# Solution to Foundation that photographs white?



## DigitalRain (Jan 6, 2009)

Any tips or tricks on how to prevent this?


----------



## DigitalRain (Jan 6, 2009)

*Foundation Photograps White: Any solutions?*

On how to prevent this?


----------



## lindsaycoe (Jan 6, 2009)

*Re: Foundation Photograps White: Any solutions?*

Does it have SPF in it?  I was told that foundation with SPF will photograph white.


----------



## caffn8me (Jan 6, 2009)

*Re: Foundation Photograps White: Any solutions?*

Quote:

   Originally Posted by *lindsaycoe* 

 
_Does it have SPF in it?  I was told that foundation with SPF will photograph white._

 
That is indeed true.  

Look for a foundation that doesn't contain Titanium Dioxide as that's the worst offender often included to give foundations SPF rating.

From M·A·C, Full Coverage and Face & Body work beautifully under intense flash photography.

Try to avoid using flash if you can't change the foundation.

You might get a better effect by standing a lot further away from the subject and zooming in.  That will make the flash less harsh.


----------



## La Ilusion (Jan 7, 2009)

*Re: Foundation Photograps White: Any solutions?*

Quote:

   Originally Posted by *caffn8me* 

 
_That is indeed true.  

Look for a foundation that doesn't contain Titanium Dioxide as that's the worst offender often included to give foundations SPF rating.

From M·A·C, Full Coverage and Face & Body work beautifully under intense flash photography.

Try to avoid using flash if you can't change the foundation.

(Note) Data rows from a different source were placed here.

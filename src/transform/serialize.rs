//! Rendering of documents back to text

use std::fmt;
use std::str::FromStr;

use super::Document;
use crate::core::error::{Result, TransformError};

/// Output text format
#[derive(Debug, Clone, Copy, Default, PartialEq, Eq)]
pub enum OutputFormat {
    Json,
    #[default]
    Yaml,
}

impl OutputFormat {
    pub fn as_str(self) -> &'static str {
        match self {
            OutputFormat::Json => "json",
            OutputFormat::Yaml => "yaml",
        }
    }
}

impl fmt::Display for OutputFormat {
    fn fmt(&self, f: &mut fmt::Formatter<'_>) -> fmt::Result {
        f.write_str(self.as_str())
    }
}

impl FromStr for OutputFormat {
    type Err = String;

    fn from_str(s: &str) -> std::result::Result<Self, Self::Err> {
        match s.to_lowercase().as_str() {
            "json" => Ok(OutputFormat::Json),
            "yaml" | "yml" => Ok(OutputFormat::Yaml),
            other => Err(format!("unknown output format '{other}', expected json or yaml")),
        }
    }
}

/// Serializes `document` as pretty JSON or block-style YAML.
///
/// The document is a plain tree, so YAML output never contains anchors or
/// aliases.
pub fn serialize(document: &Document, format: OutputFormat) -> Result<String> {
    match format {
        OutputFormat::Json => serde_json::to_string_pretty(document)
            .map_err(|e| TransformError::Serialize(e.to_string())),
        OutputFormat::Yaml => {
            serde_yaml::to_string(document).map_err(|e| TransformError::Serialize(e.to_string()))
        }
    }
}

You might get a better effect by standing a lot further away from the subject and zooming in.  That will make the flash less harsh._

 
Absolutely! Also, if your camera has an adjustable flash, you can turn it down a little if you're not able to move away much (i.e. if you're photographing yourself).


----------



## La Ilusion (Jan 7, 2009)

*Re: Foundation Photograps White: Any solutions?*

Quote:

   Originally Posted by *caffn8me* 

 
_That is indeed true.  

Look for a foundation that doesn't contain Titanium Dioxide as that's the worst offender often included to give foundations SPF rating.

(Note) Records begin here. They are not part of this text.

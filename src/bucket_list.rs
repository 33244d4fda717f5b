//! Per arena, per size-class: a circular doubly-linked list of
//! chunks, with a sentinel head owned by the arena. All operations
//! here assume the caller already holds the owning arena's lock
//! (spec I5) — nothing in this module takes or releases it.
#[cfg(any(
    all(test, feature = "check_contracts_in_tests"),
    feature = "check_contracts"
))]
use contracts::*;
#[cfg(not(any(
    all(test, feature = "check_contracts_in_tests"),
    feature = "check_contracts"
)))]
use disabled_contracts::*;

use std::ptr::NonNull;

use crate::chunk::{BlockHeader, BucketChunkHeader, ChunkHeader};
use crate::page;
use crate::size_class::SizeClass;

/// Builds a fresh, *not yet linked* sentinel (`prev`/`next` both
/// null). Deliberately left unlinked: a sentinel embedded in a struct
/// that is still being built (e.g. `ArenaState::new`) gets moved
/// several times — into a `Mutex`, into an array, into `lazy_static`
/// storage — before it reaches its final address, and a self-link
/// taken before that last move would point at a stale, freed stack
/// slot. `find_or_create_chunk_with_space` self-links lazily, the
/// first time the sentinel is used at its final, stable address. The
/// bitmap is `ALL_ONES` so a not-yet-linked (or still-empty) sentinel
/// never looks like "a chunk with space".
pub fn new_sentinel() -> BucketChunkHeader {
    BucketChunkHeader {
        chunk: ChunkHeader::bucketed(0, 0, 0),
        prev: std::ptr::null_mut(),
        next: std::ptr::null_mut(),
        bitmap: crate::bitmap::Bitmap256::ALL_ONES,
    }
}

/// Self-links a sentinel that lives at a stable address (it must
/// never move after this call — the arena that owns it is immortal).
///
/// # Safety
/// `sentinel` must be a unique, pinned `BucketChunkHeader`.
pub unsafe fn init_sentinel(sentinel: *mut BucketChunkHeader) {
    (*sentinel).prev = sentinel;
    (*sentinel).next = sentinel;
}

/// Walks the list starting at `sentinel`, returning the first chunk
/// whose bitmap isn't full. Allocates and links a fresh chunk via the
/// page source on a complete miss.
///
/// A not-yet-linked sentinel (`next` still null, per `new_sentinel`)
/// is self-linked here, in place, before the walk starts — by this
/// point `sentinel` is guaranteed to be at its final, stable address,
/// since the caller only reaches it through an already-locked arena.
///
/// # Safety
/// `sentinel` must be a pinned `BucketChunkHeader` for `class`, either
/// already self-linked or fresh from `new_sentinel` at its final
/// address, and the caller must hold the owning arena's lock.
#[ensures(unsafe { (*ret.as_ptr()).bitmap.find_first_zero() } < 256,
          "the returned chunk always has at least one free slot")]
pub unsafe fn find_or_create_chunk_with_space(
    sentinel: *mut BucketChunkHeader,
    class_index: usize,
    class: &SizeClass,
    arena_index: usize,
) -> NonNull<BucketChunkHeader> {
    if (*sentinel).next.is_null() {
        init_sentinel(sentinel);
    }

    let mut current = (*sentinel).next;

    while current != sentinel {
        if !(*current).bitmap.equal(&crate::bitmap::Bitmap256::ALL_ONES) {
            return NonNull::new_unchecked(current);
        }
        current = (*current).next;
    }

    // Walked all the way back to the sentinel: every existing chunk
    // is full (or there were none). Mint a new one.
    let (region, mapped_size) = page::acquire(class.pages * page::PAGE_SIZE);
    let new_chunk = region.as_ptr() as *mut BucketChunkHeader;

    std::ptr::write(
        new_chunk,
        BucketChunkHeader {
            chunk: ChunkHeader::bucketed(mapped_size, class_index, arena_index),
            prev: sentinel,
            next: (*sentinel).next,
            bitmap: class.empty_bitmap,
        },
    );

    // New chunks go to the front of the list: a heuristic, not an
    // invariant (spec §4.5) — the next allocation is likely to look
    // here first.
    (*(*sentinel).next).prev = new_chunk;
    (*sentinel).next = new_chunk;

    NonNull::new_unchecked(new_chunk)
}

/// Claims a free slot in `chunk`, stamps its block header, and
/// returns the payload address (just past the block header).
///
/// # Safety
/// The caller must hold the owning arena's lock, and `chunk` must
/// have at least one free slot (as `find_or_create_chunk_with_space`
/// guarantees).
#[requires(unsafe { (*chunk.as_ptr()).bitmap.find_first_zero() } < 256,
           "the chunk must have a free slot")]
pub unsafe fn claim_slot(chunk: NonNull<BucketChunkHeader>, element_size: usize) -> NonNull<u8> {
    let index = (*chunk.as_ptr()).bitmap.find_first_zero();
    (*chunk.as_ptr()).bitmap.flip(index);

    let slot = BucketChunkHeader::slot_ptr(chunk, index, element_size);
    let block = slot as *mut BlockHeader;
    std::ptr::write(
        block,
        BlockHeader {
            parent_chunk: NonNull::new_unchecked(chunk.as_ptr() as *mut ChunkHeader),
        },
    );

    NonNull::new_unchecked(block.add(1) as *mut u8)
}

/// Releases the slot occupied by `block` back to `chunk`. If that
/// was the chunk's last live allocation, unlinks the chunk and
/// returns its memory to the page source (spec I3).
///
/// # Safety
/// The caller must hold the owning arena's lock, and `block` must be
/// a slot previously returned by `claim_slot` on this chunk.
pub unsafe fn release_slot(
    chunk: NonNull<BucketChunkHeader>,
    block: NonNull<BlockHeader>,
    class: &SizeClass,
) {
    let index = BucketChunkHeader::slot_index_of(chunk, block, class.element_size);
    (*chunk.as_ptr()).bitmap.flip(index);

    if (*chunk.as_ptr()).bitmap.equal(&class.empty_bitmap) {
        let prev = (*chunk.as_ptr()).prev;
        let next = (*chunk.as_ptr()).next;
        (*prev).next = next;
        (*next).prev = prev;

        let chunk_size = (*chunk.as_ptr()).chunk.chunk_size;
        page::release(chunk.cast::<u8>(), chunk_size);
    }
}

#[cfg(test)]
mod test {
    use super::*;
    use crate::size_class::SCHEDULE;

    // Deliberately left unlinked, as `new_sentinel` always returns it:
    // `find_or_create_chunk_with_space` must self-link it lazily on
    // first use, exactly as it does for a freshly moved `ArenaState`.
    fn with_sentinel<F: FnOnce(*mut BucketChunkHeader)>(f: F) {
        let mut sentinel = new_sentinel();
        f(&mut sentinel);
    }

    #[test]
    fn sentinel_self_links_lazily_on_first_use() {
        let mut sentinel = new_sentinel();
        assert!(sentinel.next.is_null());
        assert!(sentinel.prev.is_null());

        unsafe {
            let class_index = 0;
            let class = &SCHEDULE[class_index];
            let chunk = find_or_create_chunk_with_space(&mut sentinel, class_index, class, 0);

            // The sentinel is now self-linked and `chunk` is its only
            // neighbor in both directions (a two-element circular list).
            assert_eq!(sentinel.next, chunk.as_ptr());
            assert_eq!(sentinel.prev, chunk.as_ptr());
            let block = claim_slot(chunk, class.element_size);
            let block_header = (block.as_ptr() as *mut BlockHeader).offset(-1);
            release_slot(chunk, NonNull::new_unchecked(block_header), class);
        }
    }

    #[test]
    fn allocate_and_free_one_slot() {
        with_sentinel(|sentinel| {
            let class_index = 0;
            let class = &SCHEDULE[class_index];

            unsafe {
                let chunk = find_or_create_chunk_with_space(sentinel, class_index, class, 0);
                let block = claim_slot(chunk, class.element_size);

                // Writing the whole usable size must not fault.
                std::ptr::write_bytes(block.as_ptr(), 0xCD, class.element_size - 8);

                let block_header = (block.as_ptr() as *mut BlockHeader).offset(-1);
                release_slot(chunk, NonNull::new_unchecked(block_header), class);

                // The chunk is now empty and should have been
                // unlinked: walking from the sentinel finds nothing.
                assert_eq!((*sentinel).next, sentinel);
            }
        });
    }

    #[test]
    fn fills_chunk_then_creates_a_new_one() {
        with_sentinel(|sentinel| {
            let class_index = 3; // smallest slot_count among the 1-page classes
            let class = &SCHEDULE[class_index];

            let mut blocks = Vec::new();
            unsafe {
                for _ in 0..class.slot_count {
                    let chunk = find_or_create_chunk_with_space(sentinel, class_index, class, 0);
                    blocks.push(claim_slot(chunk, class.element_size));
                }

                // The one chunk should now be full; the next request
                // must mint a second chunk.
                let first_chunk = (*sentinel).next;
                assert!((*first_chunk)
                    .bitmap
                    .equal(&crate::bitmap::Bitmap256::ALL_ONES));

                let second_chunk =
                    find_or_create_chunk_with_space(sentinel, class_index, class, 0);
                assert_ne!(second_chunk.as_ptr(), first_chunk);

                // Clean up: free everything we allocated from the
                // first chunk.
                for block in blocks {
                    let block_header = (block.as_ptr() as *mut BlockHeader).offset(-1);
                    release_slot(
                        NonNull::new_unchecked(first_chunk),
                        NonNull::new_unchecked(block_header),
                        class,
                    );
                }

                // Free the still-empty second chunk too.
                let block = claim_slot(second_chunk, class.element_size);
                let block_header = (block.as_ptr() as *mut BlockHeader).offset(-1);
                release_slot(second_chunk, NonNull::new_unchecked(block_header), class);
            }
        });
    }
}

From M·A·C, Full Coverage and Face & Body work beautifully under intense flash photography.

Try to avoid using flash if you can't change the foundation.

You might get a better effect by standing a lot further away from the subject and zooming in.  That will make the flash less harsh._

 
Absolutely! Also, if your camera has an adjustable flash, you can turn that down if you're not able to move the subject further away (i.e. if you're photographing yourself).


----------



## Destiny (Jan 7, 2009)

Quote:

   Originally Posted by *DigitalRain* 

 
_Any tips or tricks on how to prevent this?_

 

I was informed that foundations that contain SPF in them usually makes ones face appear cakey/white in pictures. So to prevent this, I would suggest that you use a foundation that _*does not*_ contain SPF in it if you know you will be taking pictures. 

This is what I heard. If this is incorrect, someone please let me know, because this is what I understood to be the cause of foundation looking white/cakey in pictures. 

Hope this helps.


----------



## caffn8me (Jan 7, 2009)

This is a duplicate thread;

Foundation Photograps White: Any solutions?

A merge would be in order


----------



## Rancas (Jan 7, 2009)

I read years ago that it has to do with the way that light reflects or refracts (sorry, don't remember which) off skin with makeup vs. without. The solution they recommended was to brush powder on your neck so there's no stark difference. And if you are wearing a strapless dress for say a formal event, maybe even down to the chest.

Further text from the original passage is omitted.